** Opening DATA PROVIDED block **

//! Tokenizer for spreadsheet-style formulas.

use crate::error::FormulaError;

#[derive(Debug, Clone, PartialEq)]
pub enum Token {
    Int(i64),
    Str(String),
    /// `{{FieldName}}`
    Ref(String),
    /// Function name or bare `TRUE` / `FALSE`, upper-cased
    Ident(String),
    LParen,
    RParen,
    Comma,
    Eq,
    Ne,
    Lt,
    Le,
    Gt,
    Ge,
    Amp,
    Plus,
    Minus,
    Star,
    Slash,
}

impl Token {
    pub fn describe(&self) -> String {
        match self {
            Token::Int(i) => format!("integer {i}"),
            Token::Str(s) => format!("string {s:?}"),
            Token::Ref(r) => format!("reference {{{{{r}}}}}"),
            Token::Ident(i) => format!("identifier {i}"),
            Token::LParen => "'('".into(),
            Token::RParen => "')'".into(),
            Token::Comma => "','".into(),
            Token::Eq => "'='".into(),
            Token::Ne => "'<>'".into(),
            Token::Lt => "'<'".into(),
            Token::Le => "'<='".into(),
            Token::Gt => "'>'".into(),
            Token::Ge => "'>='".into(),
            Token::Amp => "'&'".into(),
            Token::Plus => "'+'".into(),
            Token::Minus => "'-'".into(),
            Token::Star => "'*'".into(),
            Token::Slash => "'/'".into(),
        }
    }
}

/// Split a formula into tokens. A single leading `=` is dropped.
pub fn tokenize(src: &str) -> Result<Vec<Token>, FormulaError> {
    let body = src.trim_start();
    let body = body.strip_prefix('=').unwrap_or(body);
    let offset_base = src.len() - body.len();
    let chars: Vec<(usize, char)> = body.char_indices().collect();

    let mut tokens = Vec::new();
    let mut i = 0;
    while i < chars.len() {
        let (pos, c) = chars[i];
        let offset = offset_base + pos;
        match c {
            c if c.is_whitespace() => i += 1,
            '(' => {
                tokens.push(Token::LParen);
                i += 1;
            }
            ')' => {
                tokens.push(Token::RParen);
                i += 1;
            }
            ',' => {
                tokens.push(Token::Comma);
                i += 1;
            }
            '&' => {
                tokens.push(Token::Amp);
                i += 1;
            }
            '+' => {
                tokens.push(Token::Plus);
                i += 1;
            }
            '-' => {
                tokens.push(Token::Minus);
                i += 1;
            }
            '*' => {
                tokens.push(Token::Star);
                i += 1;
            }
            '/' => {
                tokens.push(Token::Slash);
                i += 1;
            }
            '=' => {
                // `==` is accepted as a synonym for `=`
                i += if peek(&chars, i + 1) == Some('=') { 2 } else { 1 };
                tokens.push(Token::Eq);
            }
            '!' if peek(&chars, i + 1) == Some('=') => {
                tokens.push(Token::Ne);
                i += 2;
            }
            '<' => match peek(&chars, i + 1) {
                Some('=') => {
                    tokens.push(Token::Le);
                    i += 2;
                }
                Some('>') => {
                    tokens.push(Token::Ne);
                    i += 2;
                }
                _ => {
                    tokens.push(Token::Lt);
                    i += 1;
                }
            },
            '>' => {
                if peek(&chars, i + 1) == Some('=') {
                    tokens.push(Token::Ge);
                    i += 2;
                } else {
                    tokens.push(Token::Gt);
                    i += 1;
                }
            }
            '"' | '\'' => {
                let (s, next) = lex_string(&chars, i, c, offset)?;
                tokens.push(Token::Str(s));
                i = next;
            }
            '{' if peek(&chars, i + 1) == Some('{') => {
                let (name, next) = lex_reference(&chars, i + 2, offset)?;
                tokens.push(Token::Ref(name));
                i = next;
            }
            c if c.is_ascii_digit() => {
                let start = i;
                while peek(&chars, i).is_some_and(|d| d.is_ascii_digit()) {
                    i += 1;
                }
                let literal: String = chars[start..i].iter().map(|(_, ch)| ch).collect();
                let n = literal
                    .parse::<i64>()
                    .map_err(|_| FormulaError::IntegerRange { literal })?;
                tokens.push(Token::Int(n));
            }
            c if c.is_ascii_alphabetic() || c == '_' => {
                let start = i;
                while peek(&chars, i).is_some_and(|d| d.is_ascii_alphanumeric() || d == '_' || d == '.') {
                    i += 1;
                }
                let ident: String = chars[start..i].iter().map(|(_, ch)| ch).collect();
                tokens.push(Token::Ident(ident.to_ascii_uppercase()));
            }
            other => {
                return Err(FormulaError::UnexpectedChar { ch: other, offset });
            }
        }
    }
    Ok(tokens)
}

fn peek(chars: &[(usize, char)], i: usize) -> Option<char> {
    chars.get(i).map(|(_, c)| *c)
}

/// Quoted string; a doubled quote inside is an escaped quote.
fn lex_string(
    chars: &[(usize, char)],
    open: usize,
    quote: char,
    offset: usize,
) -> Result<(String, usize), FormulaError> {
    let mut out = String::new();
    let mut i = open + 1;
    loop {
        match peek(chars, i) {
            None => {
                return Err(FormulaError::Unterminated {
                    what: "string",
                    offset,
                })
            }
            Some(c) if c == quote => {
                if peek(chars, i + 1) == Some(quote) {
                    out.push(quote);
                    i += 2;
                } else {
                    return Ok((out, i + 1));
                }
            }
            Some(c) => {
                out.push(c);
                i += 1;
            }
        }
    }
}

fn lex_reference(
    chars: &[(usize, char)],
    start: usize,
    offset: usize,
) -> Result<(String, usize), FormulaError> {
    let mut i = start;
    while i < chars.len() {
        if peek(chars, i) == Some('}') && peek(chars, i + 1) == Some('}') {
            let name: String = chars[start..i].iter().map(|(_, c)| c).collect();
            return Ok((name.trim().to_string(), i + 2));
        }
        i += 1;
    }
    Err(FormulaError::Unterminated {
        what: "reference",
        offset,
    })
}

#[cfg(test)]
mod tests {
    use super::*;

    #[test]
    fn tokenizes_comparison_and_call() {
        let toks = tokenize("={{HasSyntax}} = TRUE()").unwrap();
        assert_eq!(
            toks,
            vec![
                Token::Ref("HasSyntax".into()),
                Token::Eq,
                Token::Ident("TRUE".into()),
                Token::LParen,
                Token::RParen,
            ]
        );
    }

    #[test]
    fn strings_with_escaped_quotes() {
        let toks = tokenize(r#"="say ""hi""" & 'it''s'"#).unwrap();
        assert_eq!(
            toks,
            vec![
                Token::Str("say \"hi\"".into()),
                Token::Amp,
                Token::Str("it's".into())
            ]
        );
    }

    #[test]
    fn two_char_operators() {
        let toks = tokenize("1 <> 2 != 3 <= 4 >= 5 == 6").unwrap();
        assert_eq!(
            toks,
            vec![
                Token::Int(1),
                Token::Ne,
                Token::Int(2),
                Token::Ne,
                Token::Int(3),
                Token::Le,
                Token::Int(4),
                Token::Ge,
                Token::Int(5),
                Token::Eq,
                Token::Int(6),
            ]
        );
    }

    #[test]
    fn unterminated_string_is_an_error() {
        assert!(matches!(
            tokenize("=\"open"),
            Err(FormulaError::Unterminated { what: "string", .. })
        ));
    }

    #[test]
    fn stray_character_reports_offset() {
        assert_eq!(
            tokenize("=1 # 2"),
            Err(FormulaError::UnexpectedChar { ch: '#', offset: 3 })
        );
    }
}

** Closing DATA PROVIDED block **
** Opening DATA PROVIDED block **

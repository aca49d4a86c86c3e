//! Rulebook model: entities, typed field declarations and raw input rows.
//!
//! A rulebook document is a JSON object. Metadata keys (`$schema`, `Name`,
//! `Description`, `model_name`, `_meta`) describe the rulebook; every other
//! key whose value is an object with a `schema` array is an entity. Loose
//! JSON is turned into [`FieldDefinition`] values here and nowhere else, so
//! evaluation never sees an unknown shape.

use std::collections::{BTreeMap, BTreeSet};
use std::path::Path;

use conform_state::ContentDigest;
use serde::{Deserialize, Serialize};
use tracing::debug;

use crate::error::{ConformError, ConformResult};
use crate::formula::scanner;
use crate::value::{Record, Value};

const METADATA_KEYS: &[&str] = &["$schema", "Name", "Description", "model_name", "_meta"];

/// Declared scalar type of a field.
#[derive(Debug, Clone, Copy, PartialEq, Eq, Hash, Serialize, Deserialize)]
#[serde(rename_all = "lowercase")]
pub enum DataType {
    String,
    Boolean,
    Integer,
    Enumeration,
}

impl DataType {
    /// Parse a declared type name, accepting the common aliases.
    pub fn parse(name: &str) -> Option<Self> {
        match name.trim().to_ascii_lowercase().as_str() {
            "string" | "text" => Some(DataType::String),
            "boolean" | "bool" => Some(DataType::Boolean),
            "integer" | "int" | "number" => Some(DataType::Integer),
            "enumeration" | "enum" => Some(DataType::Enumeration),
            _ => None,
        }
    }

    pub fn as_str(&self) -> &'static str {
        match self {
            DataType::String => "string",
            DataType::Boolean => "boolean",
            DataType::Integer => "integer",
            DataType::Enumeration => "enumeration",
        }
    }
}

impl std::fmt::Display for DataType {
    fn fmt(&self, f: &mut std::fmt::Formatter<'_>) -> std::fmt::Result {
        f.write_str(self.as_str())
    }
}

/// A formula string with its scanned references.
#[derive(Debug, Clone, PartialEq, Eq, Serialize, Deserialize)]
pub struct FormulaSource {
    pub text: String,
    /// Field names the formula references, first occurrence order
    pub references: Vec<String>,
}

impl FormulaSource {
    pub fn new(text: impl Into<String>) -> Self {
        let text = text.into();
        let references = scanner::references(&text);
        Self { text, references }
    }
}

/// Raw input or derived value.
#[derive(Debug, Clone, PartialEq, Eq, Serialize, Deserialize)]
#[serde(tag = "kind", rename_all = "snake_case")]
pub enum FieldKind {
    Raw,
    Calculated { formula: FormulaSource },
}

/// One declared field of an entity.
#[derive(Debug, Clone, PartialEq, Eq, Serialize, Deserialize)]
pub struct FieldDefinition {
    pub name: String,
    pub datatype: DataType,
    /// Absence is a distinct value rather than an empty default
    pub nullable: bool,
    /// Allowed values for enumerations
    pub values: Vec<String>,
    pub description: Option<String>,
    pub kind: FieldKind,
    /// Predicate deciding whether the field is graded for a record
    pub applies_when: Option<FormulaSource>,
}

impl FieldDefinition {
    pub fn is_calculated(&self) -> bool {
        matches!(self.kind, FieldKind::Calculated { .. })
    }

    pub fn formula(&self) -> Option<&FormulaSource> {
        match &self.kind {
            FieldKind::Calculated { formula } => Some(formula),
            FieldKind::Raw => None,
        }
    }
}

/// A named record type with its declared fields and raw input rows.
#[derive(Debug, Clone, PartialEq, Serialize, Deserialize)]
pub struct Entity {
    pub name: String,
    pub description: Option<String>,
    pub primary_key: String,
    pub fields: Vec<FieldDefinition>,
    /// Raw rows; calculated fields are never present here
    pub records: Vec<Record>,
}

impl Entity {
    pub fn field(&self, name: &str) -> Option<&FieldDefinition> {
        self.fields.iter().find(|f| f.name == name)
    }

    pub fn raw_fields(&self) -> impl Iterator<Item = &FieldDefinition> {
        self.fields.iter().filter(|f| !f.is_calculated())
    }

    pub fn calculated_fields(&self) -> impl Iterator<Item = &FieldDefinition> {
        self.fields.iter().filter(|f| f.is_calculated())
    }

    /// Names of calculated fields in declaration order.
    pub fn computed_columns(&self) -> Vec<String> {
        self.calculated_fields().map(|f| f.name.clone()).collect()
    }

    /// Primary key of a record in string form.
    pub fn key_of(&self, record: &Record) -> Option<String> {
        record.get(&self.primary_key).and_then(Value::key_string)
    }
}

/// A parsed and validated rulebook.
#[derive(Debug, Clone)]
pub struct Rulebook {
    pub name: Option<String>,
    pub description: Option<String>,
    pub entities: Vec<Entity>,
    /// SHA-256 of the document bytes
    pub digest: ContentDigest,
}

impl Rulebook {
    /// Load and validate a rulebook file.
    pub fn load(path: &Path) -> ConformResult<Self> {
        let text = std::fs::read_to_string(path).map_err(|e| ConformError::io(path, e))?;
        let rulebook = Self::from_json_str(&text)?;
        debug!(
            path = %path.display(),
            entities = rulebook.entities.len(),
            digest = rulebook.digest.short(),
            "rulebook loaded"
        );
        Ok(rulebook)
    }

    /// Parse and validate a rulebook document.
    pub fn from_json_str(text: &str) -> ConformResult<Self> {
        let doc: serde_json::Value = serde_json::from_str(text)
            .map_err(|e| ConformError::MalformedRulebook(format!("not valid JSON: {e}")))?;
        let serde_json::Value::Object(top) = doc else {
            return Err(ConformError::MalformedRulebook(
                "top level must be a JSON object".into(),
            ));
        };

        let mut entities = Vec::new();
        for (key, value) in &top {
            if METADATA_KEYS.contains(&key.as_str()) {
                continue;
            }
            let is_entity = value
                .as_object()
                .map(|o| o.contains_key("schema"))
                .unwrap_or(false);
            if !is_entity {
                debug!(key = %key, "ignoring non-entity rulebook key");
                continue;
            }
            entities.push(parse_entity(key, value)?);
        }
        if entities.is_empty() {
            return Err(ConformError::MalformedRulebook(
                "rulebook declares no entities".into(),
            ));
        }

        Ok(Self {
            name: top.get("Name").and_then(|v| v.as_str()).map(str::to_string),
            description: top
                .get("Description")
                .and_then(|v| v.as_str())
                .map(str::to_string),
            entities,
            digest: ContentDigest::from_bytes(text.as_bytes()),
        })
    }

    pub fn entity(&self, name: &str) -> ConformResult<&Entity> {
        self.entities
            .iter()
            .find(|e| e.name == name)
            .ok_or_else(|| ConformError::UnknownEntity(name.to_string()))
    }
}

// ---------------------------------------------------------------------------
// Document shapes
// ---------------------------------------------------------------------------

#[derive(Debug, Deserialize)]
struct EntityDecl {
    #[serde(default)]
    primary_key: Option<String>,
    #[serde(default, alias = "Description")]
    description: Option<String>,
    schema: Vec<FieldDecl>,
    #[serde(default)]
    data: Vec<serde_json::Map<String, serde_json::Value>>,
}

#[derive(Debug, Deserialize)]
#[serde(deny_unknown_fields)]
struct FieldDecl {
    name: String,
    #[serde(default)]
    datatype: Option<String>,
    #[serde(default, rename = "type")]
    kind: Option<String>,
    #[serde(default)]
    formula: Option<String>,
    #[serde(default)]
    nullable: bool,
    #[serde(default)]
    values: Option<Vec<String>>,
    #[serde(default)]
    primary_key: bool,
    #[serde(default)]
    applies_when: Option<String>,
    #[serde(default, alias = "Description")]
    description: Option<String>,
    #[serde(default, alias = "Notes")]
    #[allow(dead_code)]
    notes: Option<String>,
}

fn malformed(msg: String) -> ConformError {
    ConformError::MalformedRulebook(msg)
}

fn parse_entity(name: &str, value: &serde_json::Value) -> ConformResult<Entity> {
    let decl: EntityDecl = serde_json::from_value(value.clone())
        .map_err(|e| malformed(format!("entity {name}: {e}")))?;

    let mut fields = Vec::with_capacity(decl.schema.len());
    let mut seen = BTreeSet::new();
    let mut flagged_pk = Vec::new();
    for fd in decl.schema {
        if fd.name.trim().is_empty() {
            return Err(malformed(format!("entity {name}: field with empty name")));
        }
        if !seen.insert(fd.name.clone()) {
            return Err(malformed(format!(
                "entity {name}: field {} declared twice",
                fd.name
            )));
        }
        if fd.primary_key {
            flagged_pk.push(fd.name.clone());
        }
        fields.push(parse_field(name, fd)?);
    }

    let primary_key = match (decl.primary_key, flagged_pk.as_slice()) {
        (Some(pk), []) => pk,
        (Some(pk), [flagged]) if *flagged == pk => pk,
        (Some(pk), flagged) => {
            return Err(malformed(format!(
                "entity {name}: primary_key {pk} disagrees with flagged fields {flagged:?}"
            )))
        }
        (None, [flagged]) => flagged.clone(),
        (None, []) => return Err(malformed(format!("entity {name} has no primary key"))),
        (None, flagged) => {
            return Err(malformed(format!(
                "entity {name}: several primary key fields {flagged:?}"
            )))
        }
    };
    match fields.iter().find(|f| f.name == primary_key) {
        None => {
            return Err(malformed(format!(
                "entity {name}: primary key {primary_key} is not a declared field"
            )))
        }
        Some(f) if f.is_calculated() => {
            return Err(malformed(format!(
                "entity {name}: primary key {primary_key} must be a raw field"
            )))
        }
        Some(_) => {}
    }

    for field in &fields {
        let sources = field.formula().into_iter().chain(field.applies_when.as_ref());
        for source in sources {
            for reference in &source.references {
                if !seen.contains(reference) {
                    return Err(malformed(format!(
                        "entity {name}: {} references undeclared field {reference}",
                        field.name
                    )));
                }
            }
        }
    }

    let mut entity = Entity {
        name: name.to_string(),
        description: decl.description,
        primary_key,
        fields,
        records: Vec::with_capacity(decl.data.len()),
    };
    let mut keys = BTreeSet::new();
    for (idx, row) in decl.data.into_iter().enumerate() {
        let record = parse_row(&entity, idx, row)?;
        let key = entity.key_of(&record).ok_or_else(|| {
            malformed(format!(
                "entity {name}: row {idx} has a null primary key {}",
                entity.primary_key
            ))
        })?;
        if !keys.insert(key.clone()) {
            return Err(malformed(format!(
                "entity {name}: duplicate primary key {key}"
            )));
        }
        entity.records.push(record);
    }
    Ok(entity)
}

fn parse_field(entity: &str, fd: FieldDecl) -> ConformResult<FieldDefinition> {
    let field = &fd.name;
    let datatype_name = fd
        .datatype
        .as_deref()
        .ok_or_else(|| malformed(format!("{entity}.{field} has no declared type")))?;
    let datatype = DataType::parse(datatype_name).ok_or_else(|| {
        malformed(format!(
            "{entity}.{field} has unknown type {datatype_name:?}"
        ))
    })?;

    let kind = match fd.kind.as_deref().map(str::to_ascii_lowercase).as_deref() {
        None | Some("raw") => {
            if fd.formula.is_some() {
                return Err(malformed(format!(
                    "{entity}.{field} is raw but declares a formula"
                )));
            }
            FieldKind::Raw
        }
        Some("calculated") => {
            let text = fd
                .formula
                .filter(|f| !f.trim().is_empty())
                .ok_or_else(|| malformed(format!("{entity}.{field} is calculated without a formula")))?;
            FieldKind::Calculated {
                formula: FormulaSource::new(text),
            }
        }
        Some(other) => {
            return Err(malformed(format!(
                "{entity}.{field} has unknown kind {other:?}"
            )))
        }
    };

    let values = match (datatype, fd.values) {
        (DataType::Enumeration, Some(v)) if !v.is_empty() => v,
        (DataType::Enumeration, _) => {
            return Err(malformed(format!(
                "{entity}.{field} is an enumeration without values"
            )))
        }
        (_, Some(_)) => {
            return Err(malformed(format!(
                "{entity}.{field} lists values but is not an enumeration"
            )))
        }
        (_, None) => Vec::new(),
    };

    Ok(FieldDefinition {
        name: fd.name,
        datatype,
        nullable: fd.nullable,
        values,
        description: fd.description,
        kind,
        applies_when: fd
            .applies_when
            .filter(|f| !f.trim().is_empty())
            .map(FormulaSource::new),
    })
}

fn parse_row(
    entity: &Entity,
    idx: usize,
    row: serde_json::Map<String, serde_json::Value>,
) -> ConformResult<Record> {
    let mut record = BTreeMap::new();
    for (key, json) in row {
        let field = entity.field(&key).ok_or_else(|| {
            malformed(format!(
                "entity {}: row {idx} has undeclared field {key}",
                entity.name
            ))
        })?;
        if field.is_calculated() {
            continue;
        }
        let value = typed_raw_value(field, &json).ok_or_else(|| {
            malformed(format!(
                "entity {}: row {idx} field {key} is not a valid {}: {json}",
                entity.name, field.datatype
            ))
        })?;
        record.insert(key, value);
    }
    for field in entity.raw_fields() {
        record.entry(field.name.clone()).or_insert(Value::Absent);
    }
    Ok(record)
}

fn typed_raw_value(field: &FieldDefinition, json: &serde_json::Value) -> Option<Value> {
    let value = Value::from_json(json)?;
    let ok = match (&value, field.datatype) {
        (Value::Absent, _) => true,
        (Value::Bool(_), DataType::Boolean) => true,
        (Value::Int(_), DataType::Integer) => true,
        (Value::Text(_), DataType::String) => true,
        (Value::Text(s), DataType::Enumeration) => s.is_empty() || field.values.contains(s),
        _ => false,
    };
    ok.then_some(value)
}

** Closing DATA PROVIDED block **

▸ WORK TO BE COMPLETED:
Where does the word "BTreeSet" appear in the listing? List each line that holds it.

▸ WRITTEN ANSWER:
use std::collections::{BTreeMap, BTreeSet};
    let mut seen = BTreeSet::new();
    let mut keys = BTreeSet::new();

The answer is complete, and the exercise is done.